### Data provided
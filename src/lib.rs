//! Chainswitch
//!
//! The network-connection subsystem of a wallet backend: a single,
//! swappable live connection to a blockchain JSON-RPC endpoint, lifecycle
//! management across user-initiated network switches, and authoritative
//! status publication for the rest of the application.

pub mod mocks;

pub use chainswitch_client::{
	BlockHeader, BlockTracker, BlockTrackerProxy, ClientError, ClientFactory, EventEmitter,
	EventFilter, HttpClientFactory, HttpProvider, Listener, ListenerId, NetworkClient,
	NetworkClientSpec, Provider, ProviderExt, ProviderProxy, RpcError, ERROR_EVENT, LATEST_EVENT,
};
pub use chainswitch_controller::{
	Messenger, NetworkController, NetworkControllerError, NetworkControllerOptions, NetworkEvent,
	NewNetworkConfiguration, ProviderHandles, RestrictedMessenger, SubscriptionId,
	UpsertNetworkOptions,
};
pub use chainswitch_store::{ComposedStore, ObservableStore, Subscription};
pub use chainswitch_types::{
	BuiltInNetwork, ChainId, ChainIdError, MetricsEvent, MetricsEventCategory,
	MetricsEventReferrer, NetworkConfiguration, NetworkConfigurations, NetworkControllerState,
	NetworkDetails, NetworkId, NetworkStatus, ProviderConfiguration, ProviderType, RpcPrefs,
	TrackEventFn,
};

use std::sync::Arc;

/// Namespace the controller's events are published under.
pub const CONTROLLER_NAMESPACE: &str = "NetworkController";

/// Composition-root helper wiring a controller onto a fresh bus.
///
/// The embedding application owns the returned [`Messenger`] and hands the
/// controller out to its subsystems; the controller is explicitly
/// constructed and explicitly destroyed, never a module global.
pub struct ControllerBuilder {
	state: Option<NetworkControllerState>,
	infura_project_id: String,
	track_event: Option<TrackEventFn>,
	factory: Option<Arc<dyn ClientFactory>>,
}

impl ControllerBuilder {
	pub fn new() -> Self {
		Self {
			state: None,
			infura_project_id: String::new(),
			track_event: None,
			factory: None,
		}
	}

	/// Restore previously persisted state.
	pub fn with_state(mut self, state: NetworkControllerState) -> Self {
		self.state = Some(state);
		self
	}

	/// Credential for first-party hosted endpoints. Required.
	pub fn with_infura_project_id(mut self, infura_project_id: impl Into<String>) -> Self {
		self.infura_project_id = infura_project_id.into();
		self
	}

	/// Analytics sink; defaults to a drop-everything sink.
	pub fn with_track_event(mut self, track_event: TrackEventFn) -> Self {
		self.track_event = Some(track_event);
		self
	}

	/// Client factory override; defaults to [`HttpClientFactory`].
	pub fn with_factory(mut self, factory: Arc<dyn ClientFactory>) -> Self {
		self.factory = Some(factory);
		self
	}

	/// Construct the controller and the bus it publishes on.
	///
	/// No network activity happens until
	/// [`NetworkController::initialize_provider`] is called.
	pub fn build(self) -> Result<(NetworkController, Messenger), NetworkControllerError> {
		let messenger = Messenger::new();
		let controller = NetworkController::new(NetworkControllerOptions {
			messenger: messenger.restrict(CONTROLLER_NAMESPACE),
			state: self.state,
			infura_project_id: self.infura_project_id,
			track_event: self.track_event.unwrap_or_else(|| Arc::new(|_| {})),
			factory: self
				.factory
				.unwrap_or_else(|| Arc::new(HttpClientFactory::new())),
		})?;
		tracing::info!("network controller constructed");
		Ok((controller, messenger))
	}
}

impl Default for ControllerBuilder {
	fn default() -> Self {
		Self::new()
	}
}
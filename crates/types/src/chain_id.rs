//! EIP-155 chain identifier

use crate::constants::MAX_SAFE_CHAIN_ID;
use serde::{Deserialize, Serialize};
use std::fmt;
use std::str::FromStr;
use thiserror::Error;

/// Validation errors for chain identifiers
#[derive(Error, Debug, PartialEq, Eq)]
pub enum ChainIdError {
	#[error("Invalid chain ID: {value} (expected a lowercase 0x-prefixed hex string)")]
	InvalidFormat { value: String },

	#[error("Chain ID out of range: {value} (must fit within {MAX_SAFE_CHAIN_ID})")]
	OutOfRange { value: String },
}

/// A lowercase `0x`-prefixed hex string denoting an EIP-155 chain identifier.
///
/// The wrapped string is guaranteed to parse to a value within safe integer
/// bounds, so it can be handed to consumers that store chain ids as doubles.
#[derive(Debug, Clone, PartialEq, Eq, Hash, Serialize, Deserialize)]
#[serde(transparent)]
pub struct ChainId(String);

impl ChainId {
	/// Validate and wrap a chain id string.
	pub fn new(value: impl Into<String>) -> Result<Self, ChainIdError> {
		let value = value.into();
		let digits = match value.strip_prefix("0x") {
			Some(digits) if !digits.is_empty() => digits,
			_ => return Err(ChainIdError::InvalidFormat { value }),
		};

		if !digits
			.chars()
			.all(|c| c.is_ascii_digit() || ('a'..='f').contains(&c))
		{
			return Err(ChainIdError::InvalidFormat { value });
		}

		let parsed =
			u64::from_str_radix(digits, 16).map_err(|_| ChainIdError::OutOfRange {
				value: value.clone(),
			})?;
		if parsed > MAX_SAFE_CHAIN_ID {
			return Err(ChainIdError::OutOfRange { value });
		}

		Ok(Self(value))
	}

	/// Wrap a compile-time-known chain id without revalidating.
	///
	/// Reserved for the built-in network table; debug builds still assert.
	pub(crate) fn known(value: &str) -> Self {
		debug_assert!(Self::new(value).is_ok(), "invalid built-in chain id");
		Self(value.to_string())
	}

	pub fn as_str(&self) -> &str {
		&self.0
	}

	/// The numeric value of the chain id.
	pub fn to_u64(&self) -> u64 {
		// Validated at construction
		u64::from_str_radix(self.0.trim_start_matches("0x"), 16).unwrap_or_default()
	}
}

impl fmt::Display for ChainId {
	fn fmt(&self, f: &mut fmt::Formatter<'_>) -> fmt::Result {
		f.write_str(&self.0)
	}
}

impl FromStr for ChainId {
	type Err = ChainIdError;

	fn from_str(s: &str) -> Result<Self, Self::Err> {
		Self::new(s)
	}
}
######
Your objective: Among the records above, find the lines where the word "connection" appears and copy them.

Solution for this exercise:
//! The network-connection subsystem of a wallet backend: a single,
//! swappable live connection to a blockchain JSON-RPC endpoint, lifecycle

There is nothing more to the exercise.